A lower jaw created by a 3D printer has been fitted to an 83-year-old woman’s face in what doctors say is the first transplant of its kind.
The transplant was carried out in June in the Netherlands, but is only now being publicized.
The implant was made out of titanium powder – heated and fused together by a laser, one layer at a time.
Technicians say the operation’s success paves the way for the use of more 3D-printed patient-specific parts.
The surgery follows research carried out at the Biomedical Research Institute at Hasselt University in Belgium, and the implant was built by LayerWise – a specialized metal-parts manufacturer based in the same country.
The patient involved had developed a chronic bone infection. Doctors believed reconstructive surgery would have been risky because of her age and so opted for the new technology.
A lower jaw created by LayerWise 3D printer has been fitted to an 83-year-old woman's face in what doctors say is the first transplant of its kind
The implant is a complex part – involving articulated joints, cavities to promote muscle attachment and grooves to direct the regrowth of nerves and veins.
However, once designed, it only took a few hours to print.
“Once we received the 3D digital design, the part was split up automatically into 2D layers and then we sent those cross sections to the printing machine,” said Ruben Wauthle, LayerWise’s medical applications engineer.
“It used a laser beam to melt successive thin layers of titanium powder together to build the part.
“This was repeated with each cross section melted to the previous layer. It took 33 layers to build 1mm of height, so you can imagine there were many thousand layers necessary to build this jawbone.”
Once completed, the part was given a bioceramic coating. The team said the operation to attach it to the woman’s face took four hours, a fifth of the time required for traditional reconstructive surgery.
“Shortly after waking up from the anaesthetics the patient spoke a few words, and the day after the patient was able to swallow again,” said Dr. Jules Poukens from Hasselt University, who led the surgical team.
“The new treatment is a world premiere because it concerns the first patient-specific implant in replacement of the entire lower jaw.”
The woman was able to go home after four days.
Her new jaw weighs 107 g, just over a third heavier than before, but the doctors said that she should find it easy to get used to the extra weight.
Follow-up surgery is scheduled later this month when the team will remove healing implants inserted into holes built into the implant’s surface.
A specially made dental bridge will then be attached to the part, following which false teeth will be screwed into the holes to provide a set of dentures.

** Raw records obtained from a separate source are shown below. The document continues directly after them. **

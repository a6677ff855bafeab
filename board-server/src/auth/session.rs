//! In-memory admin session store.
//!
//! A session is created when the login flow starts and carries the OAuth
//! `state` token until the callback consumes it. A successful callback
//! replaces the pending session with an admin session under a fresh id.
use chrono::{DateTime, Duration, Utc};
use dashmap::DashMap;
use std::sync::Arc;
use tracing::debug;
use uuid::Uuid;

pub const SESSION_COOKIE: &str = "board_session";

/// Pending logins must finish within this window.
const LOGIN_TTL_MINUTES: i64 = 10;

#[derive(Debug, Clone)]
pub struct AdminSession {
    pub email: Option<String>,
    pub name: Option<String>,
    pub is_admin: bool,
    pub oauth_state: Option<String>,
    pub expires_at: DateTime<Utc>,
}

impl AdminSession {
    fn is_expired(&self, now: DateTime<Utc>) -> bool {
        self.expires_at <= now
    }
}

#[derive(Clone)]
pub struct SessionStore {
    sessions: Arc<DashMap<String, AdminSession>>,
    ttl: Duration,
}

fn random_token() -> String {
    let part1 = Uuid::new_v4().simple().to_string();
    let part2 = Uuid::new_v4().simple().to_string();
    format!("{}{}", part1, part2)
}

impl SessionStore {
    pub fn new(ttl_hours: u64) -> Self {
        let hours = ttl_hours.clamp(1, 24 * 365) as i64;
        Self {
            sessions: Arc::new(DashMap::new()),
            ttl: Duration::hours(hours),
        }
    }

    /// Opens a pending session for the login flow and returns
    /// `(session_id, state)`.
    pub fn begin_login(&self) -> (String, String) {
        let session_id = random_token();
        let state = random_token();

        self.sessions.insert(
            session_id.clone(),
            AdminSession {
                email: None,
                name: None,
                is_admin: false,
                oauth_state: Some(state.clone()),
                expires_at: Utc::now() + Duration::minutes(LOGIN_TTL_MINUTES),
            },
        );

        (session_id, state)
    }

    /// Re-arms a pending session with a fresh state so repeated login
    /// attempts reuse one session. Admin and expired sessions return `None`.
    pub fn resume_login(&self, session_id: &str) -> Option<String> {
        let now = Utc::now();
        let mut session = self.sessions.get_mut(session_id)?;
        if session.is_admin || session.is_expired(now) {
            return None;
        }

        let state = random_token();
        session.oauth_state = Some(state.clone());
        session.expires_at = now + Duration::minutes(LOGIN_TTL_MINUTES);
        Some(state)
    }

    /// Consumes the pending state. Returns true only when it matches; a
    /// state can be checked once.
    pub fn take_oauth_state(&self, session_id: &str, state: &str) -> bool {
        let now = Utc::now();
        match self.sessions.get_mut(session_id) {
            Some(mut session) if !session.is_expired(now) => {
                let expected = session.oauth_state.take();
                expected.as_deref() == Some(state)
            }
            _ => false,
        }
    }

    /// Replaces `previous_id` with an admin session and returns the new id.
    pub fn promote(&self, previous_id: &str, email: String, name: Option<String>) -> String {
        self.sessions.remove(previous_id);

        let session_id = random_token();
        debug!("Admin session opened for {}", email);
        self.sessions.insert(
            session_id.clone(),
            AdminSession {
                email: Some(email),
                name,
                is_admin: true,
                oauth_state: None,
                expires_at: Utc::now() + self.ttl,
            },
        );
        session_id
    }

    /// Looks a session up, dropping it if it has expired.
    pub fn get(&self, session_id: &str) -> Option<AdminSession> {
        let now = Utc::now();
        let session = self.sessions.get(session_id)?.clone();
        if session.is_expired(now) {
            self.sessions.remove(session_id);
            return None;
        }
        Some(session)
    }

    /// Returns the session only if it belongs to a signed-in admin.
    pub fn admin(&self, session_id: &str) -> Option<AdminSession> {
        self.get(session_id).filter(|s| s.is_admin)
    }

    pub fn remove(&self, session_id: &str) {
        self.sessions.remove(session_id);
    }

    /// Drops every expired session. Returns how many were removed.
    pub fn purge_expired(&self) -> usize {
        let now = Utc::now();
        let mut removed = 0;
        self.sessions.retain(|_, s| {
            let keep = !s.is_expired(now);
            if !keep {
                removed += 1;
            }
            keep
        });
        removed
    }

    pub fn len(&self) -> usize {
        self.sessions.len()
    }

    pub fn is_empty(&self) -> bool {
        self.sessions.is_empty()
    }

    #[cfg(test)]
    fn insert_raw(&self, id: &str, session: AdminSession) {
        self.sessions.insert(id.to_string(), session);
    }
}
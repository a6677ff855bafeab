// Post service - public board reads and writes
use chrono::Utc;

use crate::db::Database;
use crate::error::Result;
use crate::models::{NewPost, Post, PostSummary, VoteKind, STATUS_ACTIVE};
use crate::utils::Paging;

use super::VoteService;

pub struct PostService {
    db: Database,
}

const SUMMARY_COLUMNS: &str = r#"
    p.id, p.ip, p.author, p.title, p.likes, p.dislikes, p.views, p.is_notice, p.created_at,
    v.vote_type AS user_vote,
    rp.promoted_at
"#;

impl PostService {
    pub fn new(db: Database) -> Self {
        Self { db }
    }

    /// Active posts, notices pinned first, then newest first.
    pub async fn list_board(&self, paging: Paging, viewer_ip: &str) -> Result<Vec<PostSummary>> {
        let query = format!(
            r#"
            SELECT {SUMMARY_COLUMNS}
            FROM posts p
            LEFT JOIN votes v ON v.post_id = p.id AND v.ip = ? AND v.status = 1
            LEFT JOIN recommended_posts rp ON rp.post_id = p.id
            WHERE p.status = ?
            ORDER BY p.is_notice DESC, p.id DESC
            LIMIT ? OFFSET ?
            "#
        );

        let posts = sqlx::query_as::<_, PostSummary>(&query)
            .bind(viewer_ip)
            .bind(STATUS_ACTIVE)
            .bind(i64::from(paging.limit))
            .bind(paging.offset())
            .fetch_all(&self.db.pool)
            .await?;

        Ok(posts)
    }

    /// Recommended feed, most recently promoted first.
    pub async fn list_recommended(&self, paging: Paging, viewer_ip: &str) -> Result<Vec<PostSummary>> {
        let query = format!(
            r#"
            SELECT {SUMMARY_COLUMNS}
            FROM posts p
            INNER JOIN recommended_posts rp ON rp.post_id = p.id
            LEFT JOIN votes v ON v.post_id = p.id AND v.ip = ? AND v.status = 1
            WHERE p.status = ?
            ORDER BY rp.id DESC
            LIMIT ? OFFSET ?
            "#
        );

        let posts = sqlx::query_as::<_, PostSummary>(&query)
            .bind(viewer_ip)
            .bind(STATUS_ACTIVE)
            .bind(i64::from(paging.limit))
            .bind(paging.offset())
            .fetch_all(&self.db.pool)
            .await?;

        Ok(posts)
    }

    /// Counts a view and returns the post with the viewer's active vote.
    /// Returns `None` for missing and soft-deleted posts.
    pub async fn view_post(&self, post_id: i64, viewer_ip: &str) -> Result<Option<(Post, Option<VoteKind>)>> {
        sqlx::query("UPDATE posts SET views = views + 1 WHERE id = ? AND status = ?")
            .bind(post_id)
            .bind(STATUS_ACTIVE)
            .execute(&self.db.pool)
            .await?;

        let votes = VoteService::new(self.db.clone());
        let (post, current_vote) = tokio::try_join!(
            self.get_active_post(post_id),
            votes.current_vote(post_id, viewer_ip),
        )?;

        Ok(post.map(|post| (post, current_vote)))
    }

    pub async fn get_active_post(&self, post_id: i64) -> Result<Option<Post>> {
        let post = sqlx::query_as::<_, Post>(
            r#"
            SELECT id, ip, author, title, content, likes, dislikes, views, is_notice, status, created_at
            FROM posts
            WHERE id = ? AND status = ?
            "#,
        )
        .bind(post_id)
        .bind(STATUS_ACTIVE)
        .fetch_optional(&self.db.pool)
        .await?;

        Ok(post)
    }

    pub async fn is_active(&self, post_id: i64) -> Result<bool> {
        let exists: bool = sqlx::query_scalar(
            "SELECT EXISTS(SELECT 1 FROM posts WHERE id = ? AND status = ?)",
        )
        .bind(post_id)
        .bind(STATUS_ACTIVE)
        .fetch_one(&self.db.pool)
        .await?;

        Ok(exists)
    }

    pub async fn create_post(&self, new_post: NewPost) -> Result<Post> {
        let post = sqlx::query_as::<_, Post>(
            r#"
            INSERT INTO posts (ip, author, title, content, created_at)
            VALUES (?, ?, ?, ?, ?)
            RETURNING id, ip, author, title, content, likes, dislikes, views, is_notice, status, created_at
            "#,
        )
        .bind(&new_post.ip)
        .bind(&new_post.author)
        .bind(&new_post.title)
        .bind(&new_post.content)
        .bind(Utc::now().naive_utc())
        .fetch_one(&self.db.pool)
        .await?;

        tracing::info!(post_id = post.id, "Post created");

        Ok(post)
    }
}
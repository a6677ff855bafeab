use axum::{
    extract::rejection::{JsonRejection, QueryRejection},
    http::StatusCode,
    response::{IntoResponse, Response},
    Json,
};
use serde_json::json;

#[derive(Debug, thiserror::Error)]
pub enum AppError {
    #[error("Authentication required")]
    Unauthorized,

    #[error("Access denied")]
    Forbidden,

    #[error("Resource not found: {0}")]
    NotFound(String),

    #[error("Invalid input: {0}")]
    BadRequest(String),

    #[error("Database error: {0}")]
    Database(#[from] sqlx::Error),

    #[error("Internal error: {0}")]
    Internal(#[from] anyhow::Error),
}

impl IntoResponse for AppError {
    fn into_response(self) -> Response {
        let (status, error_code, message) = match &self {
            AppError::Unauthorized => (StatusCode::UNAUTHORIZED, "UNAUTHORIZED", self.to_string()),
            AppError::Forbidden => (StatusCode::FORBIDDEN, "FORBIDDEN", self.to_string()),
            AppError::NotFound(msg) => (StatusCode::NOT_FOUND, "NOT_FOUND", msg.clone()),
            AppError::BadRequest(msg) => (StatusCode::BAD_REQUEST, "BAD_REQUEST", msg.clone()),
            AppError::Database(e) => {
                tracing::error!("Database error: {:?}", e);
                (StatusCode::INTERNAL_SERVER_ERROR, "DATABASE_ERROR", "Database error occurred".to_string())
            }
            AppError::Internal(e) => {
                tracing::error!("Internal error: {:?}", e);
                (StatusCode::INTERNAL_SERVER_ERROR, "INTERNAL_ERROR", "Internal server error".to_string())
            }
        };

        let body = Json(json!({
            "success": false,
            "code": error_code,
            "message": message,
        }));

        (status, body).into_response()
    }
}

impl From<validator::ValidationErrors> for AppError {
    fn from(errors: validator::ValidationErrors) -> Self {
        AppError::BadRequest(errors.to_string())
    }
}

// Malformed bodies and query strings get the same envelope as other bad input
impl From<JsonRejection> for AppError {
    fn from(rejection: JsonRejection) -> Self {
        AppError::BadRequest(rejection.body_text())
    }
}

impl From<QueryRejection> for AppError {
    fn from(rejection: QueryRejection) -> Self {
        AppError::BadRequest(rejection.body_text())
    }
}

pub type Result<T> = std::result::Result<T, AppError>;
//! Recommended-feed promotion job
//!
//! Every `interval_secs` it scans recent posts and promotes the ones that
//! crossed the view or like threshold. A failed scan is logged and the next
//! tick tries again.
use std::time::Duration;

use chrono::Utc;
use tokio::sync::broadcast;
use tokio::task::JoinHandle;
use tokio::time::{interval, MissedTickBehavior};
use tracing::{debug, error, info};

use crate::services::PromotionService;

pub struct PromotionJob {
    service: PromotionService,
    interval_secs: u64,
}

impl PromotionJob {
    pub fn new(service: PromotionService) -> Self {
        let interval_secs = service.rule().interval_secs.max(1);
        Self {
            service,
            interval_secs,
        }
    }

    /// Spawns the loop. It exits when `shutdown` fires or its sender is dropped.
    pub fn start(self, mut shutdown: broadcast::Receiver<()>) -> JoinHandle<()> {
        tokio::spawn(async move {
            let mut ticker = interval(Duration::from_secs(self.interval_secs));
            ticker.set_missed_tick_behavior(MissedTickBehavior::Delay);

            let rule = self.service.rule();
            info!(
                interval_secs = self.interval_secs,
                window_hours = rule.window_hours,
                min_views = rule.min_views,
                min_likes = rule.min_likes,
                "Starting promotion job"
            );

            loop {
                tokio::select! {
                    _ = ticker.tick() => self.run_once().await,
                    _ = shutdown.recv() => {
                        info!("Promotion job stopped");
                        break;
                    }
                }
            }
        })
    }

    async fn run_once(&self) {
        match self.service.promote_eligible(Utc::now().naive_utc()).await {
            Ok(0) => debug!("No posts to promote"),
            Ok(promoted) => info!(promoted, "Promoted posts to the recommended feed"),
            Err(e) => error!("Promotion scan failed: {}", e),
        }
    }
}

The team said that it expected similar techniques to become more common over the coming years.
“The advantages are that the surgery time decreases because the implants perfectly fit the patients and hospitalization time also lowers – all reducing medical costs,” said Ruben Wauthle.
“You can build parts that you can’t create using any other technique. For example you can print porous titanium structures which allow bone in-growth and allow a better fixation of the implant, giving it a longer lifetime.”
The research follows a separate project at Washington State University last year in which engineers demonstrated how 3D-printer-created ceramic scaffolds could be used to promote the growth of new bone tissue.
They said experiments on animals suggested the technique could be used in humans within the next couple of decades.
LayerWise believes the two projects only hint at the scope of the potential medical uses for 3D printing.
Ruben Wauthle said that the ultimate goal was to print body organs ready for transplant, but cautioned that such advances might be beyond their lifetimes.
“There are still big biological and chemical issues to be solved,” he said.
“At the moment we use metal powder for printing. To print organic tissue and bone you would need organic material as your <<ink>>. Technically it could be possible – but there is still a long way to go before we’re there.”